(SUPPLIED RECORDS)

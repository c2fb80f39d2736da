// source.rs — Signal aggregation: from wallet/account state to a snapshot.
//
// The resolver only understands `WalletSignals`. This module owns the step
// before it: a `SignalSource` describes the connected wallet, the account
// under view, and the membership queries, and `snapshot()` collapses those
// into the six booleans. Derivations live here and nowhere else; the
// resolver never re-derives a signal from raw state.

use serde::{Deserialize, Serialize};

use crate::signals::WalletSignals;

/// A network identifier (an EIP-155 chain id).
#[derive(Debug, Clone, Copy, PartialEq, Eq, Hash, Serialize, Deserialize)]
pub struct ChainId(pub u64);

impl std::fmt::Display for ChainId {
    fn fmt(&self, f: &mut std::fmt::Formatter<'_>) -> std::fmt::Result {
        write!(f, "{}", self.0)
    }
}

/// The connected wallet: its address and the network it is on.
#[derive(Debug, Clone, PartialEq, Eq, Serialize, Deserialize)]
pub struct WalletInfo {
    /// The wallet's address.
    pub address: String,
    /// The network the wallet is currently connected to.
    pub chain_id: ChainId,
}

impl WalletInfo {
    pub fn new(address: impl Into<String>, chain_id: ChainId) -> Self {
        Self {
            address: address.into(),
            chain_id,
        }
    }
}

/// The smart account a gate decision is about.
#[derive(Debug, Clone, PartialEq, Eq, Serialize, Deserialize)]
pub struct AccountInfo {
    /// The account's address.
    pub address: String,
    /// The network the account lives on.
    pub chain_id: ChainId,
    /// Whether the account contract is deployed on-chain. Counterfactual
    /// accounts exist as a predicted address only.
    pub deployed: bool,
}

impl AccountInfo {
    /// A deployed account on the given network.
    pub fn new(address: impl Into<String>, chain_id: ChainId) -> Self {
        Self {
            address: address.into(),
            chain_id,
            deployed: true,
        }
    }

    /// Mark the account as not yet deployed.
    pub fn undeployed(mut self) -> Self {
        self.deployed = false;
        self
    }
}

/// Where gate signals come from.
///
/// Implementations wrap whatever holds live wallet and account state (a
/// session store, an RPC client, a test fixture). The membership queries
/// take the wallet address so a source can answer for any wallet, not just
/// the connected one.
pub trait SignalSource {
    /// The connected wallet, or `None` when no wallet is connected.
    fn wallet(&self) -> Option<WalletInfo>;

    /// The account under view.
    fn account(&self) -> AccountInfo;

    /// Is this address a registered signer of the account?
    fn is_owner(&self, address: &str) -> bool;

    /// Is this address a registered proposer for the account?
    fn is_proposer(&self, address: &str) -> bool;

    /// Does this address hold a spending limit on the account?
    fn is_spending_limit_beneficiary(&self, address: &str) -> bool;
}

/// Collapse a source's state into the resolver's input.
///
/// With no wallet connected every wallet-derived signal is `false`; only
/// the account's deployment state carries over. Network match compares the
/// wallet's chain against the account's chain.
pub fn snapshot<S: SignalSource + ?Sized>(source: &S) -> WalletSignals {
    let account = source.account();

    match source.wallet() {
        None => WalletSignals {
            account_deployed: account.deployed,
            ..WalletSignals::default()
        },
        Some(wallet) => WalletSignals {
            wallet_connected: true,
            chain_matches: wallet.chain_id == account.chain_id,
            is_owner: source.is_owner(&wallet.address),
            is_proposer: source.is_proposer(&wallet.address),
            is_spending_limit_beneficiary: source.is_spending_limit_beneficiary(&wallet.address),
            account_deployed: account.deployed,
        },
    }
}

/// An in-memory source with fixed state.
///
/// The building block for tests and for callers that already aggregated
/// their state elsewhere and just need to feed it through the gate.
#[derive(Debug, Clone)]
pub struct StaticSource {
    wallet: Option<WalletInfo>,
    account: AccountInfo,
    owners: Vec<String>,
    proposers: Vec<String>,
    spending_limit_beneficiaries: Vec<String>,
}

impl StaticSource {
    /// A source for the given account with no wallet connected.
    pub fn new(account: AccountInfo) -> Self {
        Self {
            wallet: None,
            account,
            owners: Vec::new(),
            proposers: Vec::new(),
            spending_limit_beneficiaries: Vec::new(),
        }
    }

    /// Connect a wallet.
    pub fn with_wallet(mut self, wallet: WalletInfo) -> Self {
        self.wallet = Some(wallet);
        self
    }

    /// Register an owner address.
    pub fn with_owner(mut self, address: impl Into<String>) -> Self {
        self.owners.push(address.into());
        self
    }

    /// Register a proposer address.
    pub fn with_proposer(mut self, address: impl Into<String>) -> Self {
        self.proposers.push(address.into());
        self
    }

    /// Register a spending-limit beneficiary address.
    pub fn with_spending_limit_beneficiary(mut self, address: impl Into<String>) -> Self {
        self.spending_limit_beneficiaries.push(address.into());
        self
    }
}

impl SignalSource for StaticSource {
    fn wallet(&self) -> Option<WalletInfo> {
        self.wallet.clone()
    }

    fn account(&self) -> AccountInfo {
        self.account.clone()
    }

    fn is_owner(&self, address: &str) -> bool {
        self.owners.iter().any(|owner| owner == address)
    }

    fn is_proposer(&self, address: &str) -> bool {
        self.proposers.iter().any(|proposer| proposer == address)
    }

    fn is_spending_limit_beneficiary(&self, address: &str) -> bool {
        self.spending_limit_beneficiaries
            .iter()
            .any(|beneficiary| beneficiary == address)
    }
}

#[cfg(test)]
mod tests {
    use super::*;

    const OWNER: &str = "0x1111111111111111111111111111111111111111";
    const VISITOR: &str = "0x2222222222222222222222222222222222222222";
    const SAFE: &str = "0xAAAAAAAAAAAAAAAAAAAAAAAAAAAAAAAAAAAAAAAA";

    const MAINNET: ChainId = ChainId(1);
    const SEPOLIA: ChainId = ChainId(11155111);

    #[test]
    fn no_wallet_yields_disconnected_snapshot() {
        let source = StaticSource::new(AccountInfo::new(SAFE, MAINNET)).with_owner(OWNER);

        let signals = snapshot(&source);
        assert!(!signals.wallet_connected);
        assert!(!signals.chain_matches);
        assert!(!signals.is_owner);
        assert!(signals.account_deployed);
    }

    #[test]
    fn owner_wallet_on_matching_chain() {
        let source = StaticSource::new(AccountInfo::new(SAFE, MAINNET))
            .with_owner(OWNER)
            .with_wallet(WalletInfo::new(OWNER, MAINNET));

        let signals = snapshot(&source);
        assert!(signals.wallet_connected);
        assert!(signals.chain_matches);
        assert!(signals.is_owner);
        assert!(!signals.is_proposer);
    }

    #[test]
    fn chain_mismatch_detected() {
        let source = StaticSource::new(AccountInfo::new(SAFE, MAINNET))
            .with_owner(OWNER)
            .with_wallet(WalletInfo::new(OWNER, SEPOLIA));

        let signals = snapshot(&source);
        assert!(signals.wallet_connected);
        assert!(!signals.chain_matches);
        // Ownership is about the address, not the network.
        assert!(signals.is_owner);
    }

    #[test]
    fn roles_answer_for_the_connected_wallet_only() {
        let source = StaticSource::new(AccountInfo::new(SAFE, MAINNET))
            .with_owner(OWNER)
            .with_proposer(VISITOR)
            .with_wallet(WalletInfo::new(VISITOR, MAINNET));

        let signals = snapshot(&source);
        assert!(!signals.is_owner);
        assert!(signals.is_proposer);
    }

    #[test]
    fn undeployed_account_carries_through() {
        let source = StaticSource::new(AccountInfo::new(SAFE, MAINNET).undeployed())
            .with_owner(OWNER)
            .with_wallet(WalletInfo::new(OWNER, MAINNET));

        let signals = snapshot(&source);
        assert!(signals.is_owner);
        assert!(!signals.account_deployed);
    }

    #[test]
    fn spending_limit_membership_detected() {
        let source = StaticSource::new(AccountInfo::new(SAFE, MAINNET))
            .with_spending_limit_beneficiary(VISITOR)
            .with_wallet(WalletInfo::new(VISITOR, MAINNET));

        let signals = snapshot(&source);
        assert!(!signals.is_owner);
        assert!(signals.is_spending_limit_beneficiary);
    }

    #[test]
    fn snapshot_works_through_trait_object() {
        let source = StaticSource::new(AccountInfo::new(SAFE, MAINNET))
            .with_owner(OWNER)
            .with_wallet(WalletInfo::new(OWNER, MAINNET));
        let dynamic: &dyn SignalSource = &source;

        let signals = snapshot(dynamic);
        assert!(signals.is_owner);
    }
}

(End SUPPLIED RECORDS)

▶ **ACTION ITEM**: Quote the records above from their first line through the line containing "wallet, the account", both ends included.

▶ **WRITTEN ANSWER**:
repository c2fb80f39d2736da
// source.rs — Signal aggregation: from wallet/account state to a snapshot.
//
// The resolver only understands `WalletSignals`. This module owns the step
// before it: a `SignalSource` describes the connected wallet, the account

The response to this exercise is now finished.